Records contained in a dataset:
● ● ● ● ● ● ●

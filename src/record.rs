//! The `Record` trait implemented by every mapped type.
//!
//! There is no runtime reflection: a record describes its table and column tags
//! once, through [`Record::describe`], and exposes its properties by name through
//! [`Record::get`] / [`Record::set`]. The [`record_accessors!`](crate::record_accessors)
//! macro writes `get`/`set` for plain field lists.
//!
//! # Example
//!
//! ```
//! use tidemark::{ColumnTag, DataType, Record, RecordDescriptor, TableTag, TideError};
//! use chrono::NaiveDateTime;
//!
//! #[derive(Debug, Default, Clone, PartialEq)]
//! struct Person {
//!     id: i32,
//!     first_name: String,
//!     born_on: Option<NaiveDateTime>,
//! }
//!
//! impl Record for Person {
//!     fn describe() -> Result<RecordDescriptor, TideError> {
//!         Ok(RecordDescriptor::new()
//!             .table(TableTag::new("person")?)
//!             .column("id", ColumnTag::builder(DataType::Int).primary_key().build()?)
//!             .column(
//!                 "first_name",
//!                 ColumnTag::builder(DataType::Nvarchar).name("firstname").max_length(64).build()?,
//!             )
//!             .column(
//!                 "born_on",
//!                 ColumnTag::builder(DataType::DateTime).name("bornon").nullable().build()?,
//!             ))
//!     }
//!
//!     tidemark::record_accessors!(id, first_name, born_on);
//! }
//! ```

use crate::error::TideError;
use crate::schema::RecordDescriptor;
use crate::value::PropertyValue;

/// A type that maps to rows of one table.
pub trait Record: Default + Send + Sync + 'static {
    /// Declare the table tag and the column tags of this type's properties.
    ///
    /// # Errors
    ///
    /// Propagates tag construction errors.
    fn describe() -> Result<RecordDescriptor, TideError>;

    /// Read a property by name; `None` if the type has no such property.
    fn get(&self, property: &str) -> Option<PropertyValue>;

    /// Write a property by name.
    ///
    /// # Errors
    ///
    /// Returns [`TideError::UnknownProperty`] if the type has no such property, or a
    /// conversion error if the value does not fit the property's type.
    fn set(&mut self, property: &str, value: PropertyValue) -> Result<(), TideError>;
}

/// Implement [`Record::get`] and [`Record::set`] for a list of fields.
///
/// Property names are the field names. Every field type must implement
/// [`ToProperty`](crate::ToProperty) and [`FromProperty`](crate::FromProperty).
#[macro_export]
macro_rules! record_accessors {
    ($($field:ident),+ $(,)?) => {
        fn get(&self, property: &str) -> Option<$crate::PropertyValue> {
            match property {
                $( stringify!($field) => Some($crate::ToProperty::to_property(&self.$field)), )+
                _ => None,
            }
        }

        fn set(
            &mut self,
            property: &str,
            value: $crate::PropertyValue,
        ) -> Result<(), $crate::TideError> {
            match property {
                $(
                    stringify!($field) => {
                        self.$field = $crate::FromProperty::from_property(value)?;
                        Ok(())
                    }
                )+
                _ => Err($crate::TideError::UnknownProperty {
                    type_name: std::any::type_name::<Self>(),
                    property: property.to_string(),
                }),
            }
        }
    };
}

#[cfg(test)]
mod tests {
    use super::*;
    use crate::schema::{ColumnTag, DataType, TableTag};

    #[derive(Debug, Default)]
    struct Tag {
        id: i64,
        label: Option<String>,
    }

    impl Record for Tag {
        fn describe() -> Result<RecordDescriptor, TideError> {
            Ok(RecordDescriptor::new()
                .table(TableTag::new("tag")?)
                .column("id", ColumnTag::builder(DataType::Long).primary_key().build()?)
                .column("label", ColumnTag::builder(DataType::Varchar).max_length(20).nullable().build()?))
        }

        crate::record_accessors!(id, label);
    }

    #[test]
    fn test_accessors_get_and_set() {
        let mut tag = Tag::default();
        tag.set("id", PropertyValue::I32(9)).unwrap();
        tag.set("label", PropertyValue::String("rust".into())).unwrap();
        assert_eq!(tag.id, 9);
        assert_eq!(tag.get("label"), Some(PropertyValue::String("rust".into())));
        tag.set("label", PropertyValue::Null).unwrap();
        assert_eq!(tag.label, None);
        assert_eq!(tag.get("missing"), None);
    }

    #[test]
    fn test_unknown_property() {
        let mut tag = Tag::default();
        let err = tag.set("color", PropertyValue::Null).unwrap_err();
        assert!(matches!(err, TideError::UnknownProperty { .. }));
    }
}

● ● ● ● ● ● ●

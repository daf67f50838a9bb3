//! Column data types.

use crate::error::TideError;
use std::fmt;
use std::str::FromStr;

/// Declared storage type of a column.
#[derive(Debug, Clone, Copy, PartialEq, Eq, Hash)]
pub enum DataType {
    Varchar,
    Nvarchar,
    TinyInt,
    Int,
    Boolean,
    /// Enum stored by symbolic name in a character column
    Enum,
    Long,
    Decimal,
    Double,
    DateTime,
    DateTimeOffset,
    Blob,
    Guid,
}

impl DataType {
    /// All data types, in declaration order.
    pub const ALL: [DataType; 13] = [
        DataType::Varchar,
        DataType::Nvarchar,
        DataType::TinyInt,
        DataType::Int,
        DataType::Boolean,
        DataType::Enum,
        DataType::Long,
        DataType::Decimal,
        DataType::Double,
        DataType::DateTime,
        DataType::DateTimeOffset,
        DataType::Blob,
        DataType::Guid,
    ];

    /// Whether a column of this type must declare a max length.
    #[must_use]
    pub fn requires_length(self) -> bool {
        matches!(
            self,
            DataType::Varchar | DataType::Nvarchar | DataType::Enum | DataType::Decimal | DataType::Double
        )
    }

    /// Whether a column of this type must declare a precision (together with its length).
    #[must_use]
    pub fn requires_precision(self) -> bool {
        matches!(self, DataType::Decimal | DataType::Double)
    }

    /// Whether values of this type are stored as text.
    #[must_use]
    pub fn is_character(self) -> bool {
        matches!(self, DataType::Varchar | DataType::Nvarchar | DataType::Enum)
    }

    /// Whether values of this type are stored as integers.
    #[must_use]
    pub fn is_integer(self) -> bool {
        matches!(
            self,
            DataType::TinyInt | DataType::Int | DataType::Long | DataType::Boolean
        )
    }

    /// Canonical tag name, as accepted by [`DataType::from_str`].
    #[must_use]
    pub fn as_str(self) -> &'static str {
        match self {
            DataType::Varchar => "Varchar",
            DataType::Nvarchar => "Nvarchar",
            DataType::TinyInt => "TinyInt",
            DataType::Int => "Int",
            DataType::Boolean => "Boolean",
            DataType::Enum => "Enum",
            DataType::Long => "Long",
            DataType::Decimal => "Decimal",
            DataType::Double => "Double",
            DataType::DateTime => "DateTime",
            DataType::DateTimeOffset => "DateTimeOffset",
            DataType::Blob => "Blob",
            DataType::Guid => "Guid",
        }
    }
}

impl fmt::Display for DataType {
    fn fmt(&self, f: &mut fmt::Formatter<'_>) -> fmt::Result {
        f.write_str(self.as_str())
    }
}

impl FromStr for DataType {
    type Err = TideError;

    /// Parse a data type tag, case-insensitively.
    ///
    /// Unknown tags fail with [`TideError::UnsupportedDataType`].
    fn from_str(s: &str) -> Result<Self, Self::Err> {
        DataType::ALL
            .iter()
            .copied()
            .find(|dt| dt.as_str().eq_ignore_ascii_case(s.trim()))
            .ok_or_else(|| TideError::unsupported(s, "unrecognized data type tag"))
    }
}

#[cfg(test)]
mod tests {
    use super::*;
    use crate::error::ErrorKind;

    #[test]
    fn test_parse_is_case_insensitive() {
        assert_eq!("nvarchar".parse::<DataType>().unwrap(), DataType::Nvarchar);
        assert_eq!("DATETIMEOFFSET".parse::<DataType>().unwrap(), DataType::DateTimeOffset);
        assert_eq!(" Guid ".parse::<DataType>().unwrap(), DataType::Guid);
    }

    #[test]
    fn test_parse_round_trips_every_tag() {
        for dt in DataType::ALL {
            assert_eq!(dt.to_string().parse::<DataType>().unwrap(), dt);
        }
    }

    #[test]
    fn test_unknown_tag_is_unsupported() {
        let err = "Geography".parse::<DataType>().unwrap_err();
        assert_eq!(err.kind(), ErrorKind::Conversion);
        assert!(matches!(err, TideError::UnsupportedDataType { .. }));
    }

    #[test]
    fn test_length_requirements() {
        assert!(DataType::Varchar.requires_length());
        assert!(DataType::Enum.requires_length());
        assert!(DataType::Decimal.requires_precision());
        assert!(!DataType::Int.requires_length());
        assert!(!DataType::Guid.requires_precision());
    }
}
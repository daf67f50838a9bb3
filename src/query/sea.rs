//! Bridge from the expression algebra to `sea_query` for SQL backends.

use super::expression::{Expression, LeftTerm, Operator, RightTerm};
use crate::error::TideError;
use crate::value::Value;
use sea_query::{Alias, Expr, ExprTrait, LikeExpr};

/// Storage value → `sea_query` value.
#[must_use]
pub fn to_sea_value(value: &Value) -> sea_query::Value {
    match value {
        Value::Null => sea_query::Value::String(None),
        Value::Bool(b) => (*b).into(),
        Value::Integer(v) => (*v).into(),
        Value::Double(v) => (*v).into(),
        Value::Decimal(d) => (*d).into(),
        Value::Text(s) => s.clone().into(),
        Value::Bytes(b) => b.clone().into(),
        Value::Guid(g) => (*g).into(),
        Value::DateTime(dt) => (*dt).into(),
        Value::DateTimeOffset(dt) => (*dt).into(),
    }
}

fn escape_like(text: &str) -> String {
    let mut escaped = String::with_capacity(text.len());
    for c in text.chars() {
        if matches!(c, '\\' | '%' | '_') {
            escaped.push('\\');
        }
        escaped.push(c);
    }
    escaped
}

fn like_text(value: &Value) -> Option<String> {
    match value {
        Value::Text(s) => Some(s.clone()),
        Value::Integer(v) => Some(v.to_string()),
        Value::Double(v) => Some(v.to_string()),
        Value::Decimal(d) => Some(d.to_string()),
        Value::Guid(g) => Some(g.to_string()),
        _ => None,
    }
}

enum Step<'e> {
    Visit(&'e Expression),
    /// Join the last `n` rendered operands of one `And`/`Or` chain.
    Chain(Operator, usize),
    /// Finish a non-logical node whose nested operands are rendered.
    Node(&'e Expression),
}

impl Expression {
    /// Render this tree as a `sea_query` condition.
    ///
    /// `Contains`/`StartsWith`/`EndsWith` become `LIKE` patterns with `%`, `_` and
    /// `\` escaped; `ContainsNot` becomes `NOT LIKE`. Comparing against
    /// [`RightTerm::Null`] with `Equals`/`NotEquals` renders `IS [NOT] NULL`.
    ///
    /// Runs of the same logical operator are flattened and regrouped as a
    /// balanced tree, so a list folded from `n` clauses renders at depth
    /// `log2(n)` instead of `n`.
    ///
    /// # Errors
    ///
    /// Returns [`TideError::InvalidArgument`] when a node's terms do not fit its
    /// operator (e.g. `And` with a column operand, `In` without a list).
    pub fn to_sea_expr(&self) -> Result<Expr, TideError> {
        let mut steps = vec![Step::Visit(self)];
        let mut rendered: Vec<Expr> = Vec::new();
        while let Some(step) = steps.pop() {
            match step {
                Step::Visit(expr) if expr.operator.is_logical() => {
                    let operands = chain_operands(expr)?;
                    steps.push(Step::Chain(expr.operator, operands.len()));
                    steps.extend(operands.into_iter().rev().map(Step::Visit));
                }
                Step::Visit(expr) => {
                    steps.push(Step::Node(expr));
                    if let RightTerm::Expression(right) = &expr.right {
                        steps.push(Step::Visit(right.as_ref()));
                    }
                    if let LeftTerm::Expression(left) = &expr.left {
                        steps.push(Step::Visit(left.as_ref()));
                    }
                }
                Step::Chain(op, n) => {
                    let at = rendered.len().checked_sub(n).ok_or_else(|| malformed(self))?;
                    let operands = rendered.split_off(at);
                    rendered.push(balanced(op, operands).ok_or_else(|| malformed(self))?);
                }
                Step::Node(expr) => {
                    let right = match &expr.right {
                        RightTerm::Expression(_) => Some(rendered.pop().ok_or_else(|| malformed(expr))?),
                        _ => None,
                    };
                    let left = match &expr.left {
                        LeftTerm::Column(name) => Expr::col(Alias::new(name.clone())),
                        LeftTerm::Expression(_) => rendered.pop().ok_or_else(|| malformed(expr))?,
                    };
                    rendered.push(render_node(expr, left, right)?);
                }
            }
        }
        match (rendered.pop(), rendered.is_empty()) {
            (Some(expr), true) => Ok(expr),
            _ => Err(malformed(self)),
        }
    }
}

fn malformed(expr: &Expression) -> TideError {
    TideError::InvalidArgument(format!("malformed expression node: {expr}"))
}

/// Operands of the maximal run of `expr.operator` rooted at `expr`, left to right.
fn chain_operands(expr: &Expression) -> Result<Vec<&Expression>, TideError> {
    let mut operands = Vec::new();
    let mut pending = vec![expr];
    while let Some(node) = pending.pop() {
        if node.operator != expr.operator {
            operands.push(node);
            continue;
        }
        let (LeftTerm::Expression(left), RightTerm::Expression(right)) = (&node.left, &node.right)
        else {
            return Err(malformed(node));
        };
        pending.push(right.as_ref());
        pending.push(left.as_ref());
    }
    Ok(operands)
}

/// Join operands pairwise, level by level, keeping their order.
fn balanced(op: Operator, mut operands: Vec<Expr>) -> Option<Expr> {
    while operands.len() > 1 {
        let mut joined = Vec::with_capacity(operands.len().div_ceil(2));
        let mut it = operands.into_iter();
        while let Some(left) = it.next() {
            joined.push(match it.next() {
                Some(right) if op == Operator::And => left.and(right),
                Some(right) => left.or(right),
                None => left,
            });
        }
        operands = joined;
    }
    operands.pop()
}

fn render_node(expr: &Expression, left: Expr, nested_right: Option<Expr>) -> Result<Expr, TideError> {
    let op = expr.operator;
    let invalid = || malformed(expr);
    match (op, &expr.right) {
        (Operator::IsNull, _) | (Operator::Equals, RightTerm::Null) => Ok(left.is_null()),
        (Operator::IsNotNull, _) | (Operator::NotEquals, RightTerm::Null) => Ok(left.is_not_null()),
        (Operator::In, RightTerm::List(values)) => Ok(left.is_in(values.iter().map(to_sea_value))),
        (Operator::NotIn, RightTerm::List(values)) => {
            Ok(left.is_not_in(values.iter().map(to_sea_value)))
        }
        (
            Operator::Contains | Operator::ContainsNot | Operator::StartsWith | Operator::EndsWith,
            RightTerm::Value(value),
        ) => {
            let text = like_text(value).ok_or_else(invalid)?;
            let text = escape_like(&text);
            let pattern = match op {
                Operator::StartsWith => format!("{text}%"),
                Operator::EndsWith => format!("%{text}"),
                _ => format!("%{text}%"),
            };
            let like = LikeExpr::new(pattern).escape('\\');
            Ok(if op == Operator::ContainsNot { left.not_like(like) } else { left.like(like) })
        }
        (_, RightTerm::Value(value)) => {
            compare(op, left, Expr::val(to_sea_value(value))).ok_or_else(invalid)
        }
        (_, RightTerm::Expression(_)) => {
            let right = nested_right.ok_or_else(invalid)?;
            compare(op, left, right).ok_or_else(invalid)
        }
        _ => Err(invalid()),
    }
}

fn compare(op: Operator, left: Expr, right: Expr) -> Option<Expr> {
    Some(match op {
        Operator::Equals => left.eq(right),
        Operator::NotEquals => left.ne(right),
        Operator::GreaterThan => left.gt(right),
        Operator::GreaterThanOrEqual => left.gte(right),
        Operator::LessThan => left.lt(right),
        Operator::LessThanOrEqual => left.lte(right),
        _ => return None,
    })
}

● ● ● ● ● ● ●

Work required: Of the lines above, output exactly those from the line bearing "filename src/record.rs" through the line bearing "fn describe() -> Result<RecordDescriptor, TideError>;", inclusive.

Answer to the exercise:
filename src/record.rs
//! The `Record` trait implemented by every mapped type.
//!
//! There is no runtime reflection: a record describes its table and column tags
//! once, through [`Record::describe`], and exposes its properties by name through
//! [`Record::get`] / [`Record::set`]. The [`record_accessors!`](crate::record_accessors)
//! macro writes `get`/`set` for plain field lists.
//!
//! # Example
//!
//! ```
//! use tidemark::{ColumnTag, DataType, Record, RecordDescriptor, TableTag, TideError};
//! use chrono::NaiveDateTime;
//!
//! #[derive(Debug, Default, Clone, PartialEq)]
//! struct Person {
//!     id: i32,
//!     first_name: String,
//!     born_on: Option<NaiveDateTime>,
//! }
//!
//! impl Record for Person {
//!     fn describe() -> Result<RecordDescriptor, TideError> {
//!         Ok(RecordDescriptor::new()
//!             .table(TableTag::new("person")?)
//!             .column("id", ColumnTag::builder(DataType::Int).primary_key().build()?)
//!             .column(
//!                 "first_name",
//!                 ColumnTag::builder(DataType::Nvarchar).name("firstname").max_length(64).build()?,
//!             )
//!             .column(
//!                 "born_on",
//!                 ColumnTag::builder(DataType::DateTime).name("bornon").nullable().build()?,
//!             ))
//!     }
//!
//!     tidemark::record_accessors!(id, first_name, born_on);
//! }
//! ```

use crate::error::TideError;
use crate::schema::RecordDescriptor;
use crate::value::PropertyValue;

/// A type that maps to rows of one table.
pub trait Record: Default + Send + Sync + 'static {
    /// Declare the table tag and the column tags of this type's properties.
    ///
    /// # Errors
    ///
    /// Propagates tag construction errors.
    fn describe() -> Result<RecordDescriptor, TideError>;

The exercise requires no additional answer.